=== Section Start ===

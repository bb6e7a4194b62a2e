use indexmap::IndexMap;
use pretty_assertions::assert_eq;

use super::{strings, targets};
use crate::config::{GeneratorInputInfoBuilder, ResolverConfig};
use crate::targets::{
    expand_wildcard_dependencies, filter_dependency_sections, qualify_dependencies,
    remove_duplicate_dependencies, remove_link_dependencies_from_none_targets,
    remove_self_dependencies, FileTargets,
};

fn by_file() -> FileTargets {
    IndexMap::from([
        (
            "a.gyp".to_string(),
            vec!["a.gyp:t1#target".to_string(), "a.gyp:t2#target".to_string()],
        ),
        ("b.gyp".to_string(), vec!["b.gyp:t3#target".to_string()]),
    ])
}

fn wildcard_targets(t1_extra: &str, reference: &str) -> crate::target::Targets {
    targets(&[
        (
            "a.gyp:t1#target",
            format!("{{'target_name': 't1', 'toolset': 'target'{t1_extra}}}").as_str(),
        ),
        ("a.gyp:t2#target", "{'target_name': 't2', 'toolset': 'target'}"),
        (
            "b.gyp:t3#target",
            format!("{{'target_name': 't3', 'toolset': 'target', 'dependencies': ['{reference}']}}")
                .as_str(),
        ),
    ])
}

#[test]
fn star_names_every_target_of_the_file() {
    let mut targets = wildcard_targets("", "a.gyp:*#target");
    expand_wildcard_dependencies(&mut targets, &by_file()).unwrap();
    assert_eq!(
        strings(targets["b.gyp:t3#target"].get("dependencies")),
        ["a.gyp:t1#target", "a.gyp:t2#target"]
    );
}

#[test]
fn suppressed_targets_are_skipped() {
    let mut targets = wildcard_targets(", 'suppress_wildcard': 1", "a.gyp:*#target");
    expand_wildcard_dependencies(&mut targets, &by_file()).unwrap();
    assert_eq!(
        strings(targets["b.gyp:t3#target"].get("dependencies")),
        ["a.gyp:t2#target"]
    );
}

#[test]
fn star_toolset_matches_any_toolset() {
    let mut targets = wildcard_targets("", "a.gyp:t2#*");
    expand_wildcard_dependencies(&mut targets, &by_file()).unwrap();
    assert_eq!(
        strings(targets["b.gyp:t3#target"].get("dependencies")),
        ["a.gyp:t2#target"]
    );
}

#[test]
fn wildcard_into_own_file_is_rejected() {
    let mut targets = wildcard_targets("", "b.gyp:*#target");
    let err = expand_wildcard_dependencies(&mut targets, &by_file()).unwrap_err();
    assert_eq!(
        err.to_string(),
        "Found wildcard in dependencies of b.gyp:t3#target referring to same build file"
    );
}

#[test]
fn references_are_qualified_relative_to_their_file() {
    let mut targets = targets(&[(
        "sub/b.gyp:t#target",
        "{'target_name': 't', 'toolset': 'target',
          'dependencies': ['../a.gyp:x', 'y', 'c.gyp:z#host']}",
    )]);
    qualify_dependencies(&mut targets, &ResolverConfig::default()).unwrap();
    assert_eq!(
        strings(targets["sub/b.gyp:t#target"].get("dependencies")),
        ["a.gyp:x#target", "sub/b.gyp:y#target", "sub/c.gyp:z#target"]
    );
}

#[test]
fn named_toolsets_survive_with_multiple_toolsets() {
    let config = ResolverConfig::builder()
        .generator(
            GeneratorInputInfoBuilder::default()
                .supports_multiple_toolsets(true)
                .build()
                .unwrap(),
        )
        .build()
        .unwrap();
    let mut targets = targets(&[(
        "b.gyp:t#target",
        "{'target_name': 't', 'toolset': 'target', 'dependencies': ['c.gyp:z#host', 'y']}",
    )]);
    qualify_dependencies(&mut targets, &config).unwrap();
    assert_eq!(
        strings(targets["b.gyp:t#target"].get("dependencies")),
        ["c.gyp:z#host", "b.gyp:y#target"]
    );
}

#[test]
fn exports_must_also_be_dependencies() {
    let mut targets = targets(&[(
        "b.gyp:t#target",
        "{'target_name': 't', 'toolset': 'target', 'dependencies': ['y'],
          'export_dependent_settings': ['z']}",
    )]);
    let err = qualify_dependencies(&mut targets, &ResolverConfig::default()).unwrap_err();
    assert_eq!(
        err.to_string(),
        "Found b.gyp:z#target in export_dependent_settings of b.gyp:t#target, but not in dependencies"
    );
}

#[test]
fn self_dependencies_pruned_on_request() {
    let mut targets = targets(&[
        (
            "x.gyp:a#target",
            "{'target_name': 'a', 'dependencies': ['x.gyp:a#target', 'x.gyp:b#target'],
              'variables': {'prune_self_dependency': 1}}",
        ),
        ("x.gyp:b#target", "{'target_name': 'b', 'dependencies': ['x.gyp:b#target']}"),
    ]);
    remove_self_dependencies(&mut targets);
    assert_eq!(strings(targets["x.gyp:a#target"].get("dependencies")), ["x.gyp:b#target"]);
    assert_eq!(strings(targets["x.gyp:b#target"].get("dependencies")), ["x.gyp:b#target"]);
}

#[test]
fn none_targets_drop_link_only_dependencies() {
    let mut targets = targets(&[
        ("l", "{'target_name': 'l', 'variables': {'link_dependency': 1}}"),
        ("o", "{'target_name': 'o'}"),
        ("n", "{'target_name': 'n', 'type': 'none', 'dependencies': ['l', 'o']}"),
        ("e", "{'target_name': 'e', 'type': 'executable', 'dependencies': ['l', 'o']}"),
    ]);
    remove_link_dependencies_from_none_targets(&mut targets);
    assert_eq!(strings(targets["n"].get("dependencies")), ["o"]);
    assert_eq!(strings(targets["e"].get("dependencies")), ["l", "o"]);
}

#[test]
fn dependency_filters_and_duplicates() {
    let mut targets = targets(&[(
        "t",
        "{'target_name': 't', 'dependencies': ['a', 'b', 'a', 'c'], 'dependencies!': ['b'],
          'sources!': ['untouched.c']}",
    )]);
    filter_dependency_sections(&mut targets).unwrap();
    remove_duplicate_dependencies(&mut targets);

    let spec = &targets["t"];
    assert_eq!(strings(spec.get("dependencies")), ["a", "c"]);
    assert_eq!(strings(spec.get("dependencies_excluded")), ["b"]);
    assert!(!spec.contains_key("dependencies!"));
    assert!(spec.contains_key("sources!"));
}
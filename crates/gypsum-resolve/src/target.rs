use std::fmt;
use std::str::FromStr;

use gypsum_syntax::{Map, Value};
use indexmap::IndexMap;
use itertools::Itertools;

use crate::errors::{GypError, GypResult};

/// Resolved targets keyed by qualified name.
pub type Targets = IndexMap<String, Map>;

#[derive(Debug, Clone, Copy, PartialEq, Eq)]
pub enum TargetType {
    Executable,
    LoadableModule,
    StaticLibrary,
    SharedLibrary,
    MacKernelExtension,
    None,
}

impl TargetType {
    pub const ALL: [TargetType; 6] = [
        TargetType::Executable,
        TargetType::LoadableModule,
        TargetType::StaticLibrary,
        TargetType::SharedLibrary,
        TargetType::MacKernelExtension,
        TargetType::None,
    ];

    pub fn as_str(self) -> &'static str {
        match self {
            TargetType::Executable => "executable",
            TargetType::LoadableModule => "loadable_module",
            TargetType::StaticLibrary => "static_library",
            TargetType::SharedLibrary => "shared_library",
            TargetType::MacKernelExtension => "mac_kernel_extension",
            TargetType::None => "none",
        }
    }

    /// Types that produce a final link. Static libraries are archives, not links.
    pub fn is_linkable(self) -> bool {
        matches!(
            self,
            TargetType::Executable
                | TargetType::SharedLibrary
                | TargetType::LoadableModule
                | TargetType::MacKernelExtension
        )
    }

    pub fn allowed() -> String {
        TargetType::ALL.iter().map(|t| t.as_str()).join(", ")
    }
}

impl FromStr for TargetType {
    type Err = ();

    fn from_str(s: &str) -> Result<Self, Self::Err> {
        TargetType::ALL
            .into_iter()
            .find(|t| t.as_str() == s)
            .ok_or(())
    }
}

impl fmt::Display for TargetType {
    fn fmt(&self, f: &mut fmt::Formatter<'_>) -> fmt::Result {
        f.write_str(self.as_str())
    }
}

pub fn get_target<'t>(targets: &'t Targets, name: &str) -> GypResult<&'t Map> {
    targets.get(name).ok_or_else(|| {
        GypError::Invalid(format!("Target {name} is not among the loaded targets")).into()
    })
}

/// The declared `type` of the target `name`.
pub fn target_type(targets: &Targets, name: &str) -> GypResult<TargetType> {
    let spec = get_target(targets, name)?;
    if !spec.contains_key("target_name") {
        return Err(GypError::Invalid(format!("Missing 'target_name' field in target {name}")).into());
    }

    match spec.get("type") {
        None => Err(GypError::Invalid(format!("Missing 'type' field in target {name}")).into()),
        Some(Value::Str(t)) => t.parse().map_err(|_| {
            GypError::InvalidTargetType {
                target: name.to_string(),
                found: t.clone(),
                allowed: TargetType::allowed(),
            }
            .into()
        }),
        Some(other) => Err(GypError::InvalidTargetType {
            target: name.to_string(),
            found: other.to_plain_string(),
            allowed: TargetType::allowed(),
        }
        .into()),
    }
}

/// String entries of the list under `key`; missing keys are empty.
pub fn string_list(spec: &Map, key: &str) -> Vec<String> {
    spec.get(key)
        .and_then(Value::as_list)
        .map(|items| items.iter().filter_map(|i| i.as_str().map(String::from)).collect())
        .unwrap_or_default()
}

/// Like [`string_list`], but anything other than a list of strings under `key` is an error
/// naming `owner`.
pub fn checked_string_list(spec: &Map, key: &str, owner: &str) -> GypResult<Vec<String>> {
    let items = match spec.get(key) {
        None => return Ok(vec![]),
        Some(Value::List(items)) => items,
        Some(other) => {
            return Err(GypError::TypeMismatch(format!(
                "{key} of {owner} must be a list, found a {}",
                other.type_name()
            ))
            .into())
        }
    };

    items
        .iter()
        .map(|item| match item {
            Value::Str(s) => Ok(s.clone()),
            other => Err(GypError::TypeMismatch(format!(
                "{key} of {owner} must only hold strings, found a {}",
                other.type_name()
            ))
            .into()),
        })
        .collect()
}

/// `spec[section][key]` read as a switch, or `default` when absent.
pub fn nested_flag(spec: &Map, section: &str, key: &str, default: bool) -> bool {
    spec.get(section)
        .and_then(Value::as_map)
        .and_then(|m| m.get(key))
        .map_or(default, Value::as_flag)
}

pub fn flag(spec: &Map, key: &str, default: bool) -> bool {
    spec.get(key).map_or(default, Value::as_flag)
}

=== Section End ===

Directions
Whenever a line in the records above contains the string "variables", copy that line.

Answer to this problem
              'variables': {'prune_self_dependency': 1}}",
        ("l", "{'target_name': 'l', 'variables': {'link_dependency': 1}}"),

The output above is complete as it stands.